(Supplied data Opens)
//! Platform Integrations
//!
//! Outbound side-channels: map search, share/clipboard, and the timer
//! expiry notification. The formatting is pure; the browser calls live
//! here at the boundary and degrade silently when an API is unavailable.

use percent_encoding::{utf8_percent_encode, NON_ALPHANUMERIC};
use wasm_bindgen_futures::JsFuture;
use web_sys::{Notification, NotificationOptions, NotificationPermission};

use crate::models::Item;

/// Google Maps search URL for an item's location, falling back to its
/// title.
pub fn map_search_url(item: &Item) -> String {
    let query = item.location.as_deref().unwrap_or(&item.title);
    format!(
        "https://www.google.com/maps/search/?api=1&query={}",
        utf8_percent_encode(query, NON_ALPHANUMERIC)
    )
}

/// Open the map search in a new tab.
pub fn open_map_search(item: &Item) {
    if let Some(window) = web_sys::window() {
        let _ = window.open_with_url_and_target(&map_search_url(item), "_blank");
    }
}

/// Multi-line shareable summary of an item. Absent fields are omitted.
pub fn share_summary(item: &Item) -> String {
    let mut lines = vec![format!("【靑凪旅程】{}", item.title)];
    if let Some(date) = item.date {
        let time = item.time.as_deref().unwrap_or_default();
        lines.push(format!("📅 {} {}", date, time).trim_end().to_string());
    }
    if let Some(location) = &item.location {
        lines.push(format!("📍 {}", location));
    }
    if let Some(minutes) = item.suggested_duration {
        lines.push(format!("⏳ 預計停留: {}分", minutes));
    }
    if let Some(desc) = &item.description {
        lines.push(format!("📝 {}", desc));
    }
    lines.join("\n")
}

/// Copy the share summary to the clipboard. Resolves to false when the
/// clipboard write is rejected.
pub async fn copy_share_summary(item: &Item) -> bool {
    let Some(window) = web_sys::window() else {
        return false;
    };
    let clipboard = window.navigator().clipboard();
    JsFuture::from(clipboard.write_text(&share_summary(item)))
        .await
        .is_ok()
}

/// Ask for notification permission if the user has not decided yet. Fired
/// when a timed countdown is first started, so the expiry alert can land.
pub fn ensure_notification_permission() {
    if Notification::permission() == NotificationPermission::Default {
        if let Ok(promise) = Notification::request_permission() {
            // Outcome handled lazily at post time.
            let _ = promise;
        }
    }
}

/// Post the countdown-expired notification for an item. Silently does
/// nothing without permission.
pub fn notify_timer_expired(item: &Item) {
    if Notification::permission() != NotificationPermission::Granted {
        return;
    }
    let minutes = item.suggested_duration.unwrap_or(0);
    let options = NotificationOptions::new();
    options.set_body(&format!(
        "行程「{}」的建議時間 ({}分) 已結束。",
        item.title, minutes
    ));
    let _ = Notification::new_with_options("⏳ 時間到！", &options);
}

#[cfg(test)]
mod tests {
    use super::*;
    use crate::models::Category;
    use chrono::NaiveDate;
    use uuid::Uuid;

    fn make_item(title: &str) -> Item {
        Item {
            id: Uuid::new_v4(),
            title: title.to_string(),
            description: None,
            category: Category::Food,
            date: None,
            time: None,
            is_completed: false,
            progress: None,
            location: None,
            suggested_duration: None,
            timer_started_at: None,
        }
    }

    #[test]
    fn test_map_url_prefers_location() {
        let mut item = make_item("壽司郎");
        item.location = Some("台北 101".to_string());
        let url = map_search_url(&item);
        assert!(url.starts_with("https://www.google.com/maps/search/?api=1&query="));
        assert!(url.contains("%20101"));
        assert!(!url.contains(' '));
    }

    #[test]
    fn test_map_url_falls_back_to_title() {
        let item = make_item("nine");
        assert!(map_search_url(&item).ends_with("query=nine"));
    }

    #[test]
    fn test_share_summary_omits_absent_fields() {
        let item = make_item("壽司郎");
        assert_eq!(share_summary(&item), "【靑凪旅程】壽司郎");
    }

    #[test]
    fn test_share_summary_full() {
        let mut item = make_item("季雪專場");
        item.date = Some(NaiveDate::from_ymd_opt(2026, 4, 5).unwrap());
        item.time = Some("16:00".to_string());
        item.location = Some("台北".to_string());
        item.suggested_duration = Some(120);
        item.description = Some("帶門票".to_string());
        assert_eq!(
            share_summary(&item),
            "【靑凪旅程】季雪專場\n📅 2026-04-05 16:00\n📍 台北\n⏳ 預計停留: 120分\n📝 帶門票"
        );
    }

    #[test]
    fn test_share_summary_date_without_time() {
        let mut item = make_item("CCF");
        item.date = Some(NaiveDate::from_ymd_opt(2026, 4, 26).unwrap());
        assert_eq!(share_summary(&item), "【靑凪旅程】CCF\n📅 2026-04-26");
    }
}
(Supplied data Closes)
**Exercise objective**: In the entries above, find the line with "in a new tab." and the line with "fields are omitted.", then set down exactly those two and every line between them, nothing else.

**Task result**:
/// Open the map search in a new tab.
pub fn open_map_search(item: &Item) {
    if let Some(window) = web_sys::window() {
        let _ = window.open_with_url_and_target(&map_search_url(item), "_blank");
    }
}

/// Multi-line shareable summary of an item. Absent fields are omitted.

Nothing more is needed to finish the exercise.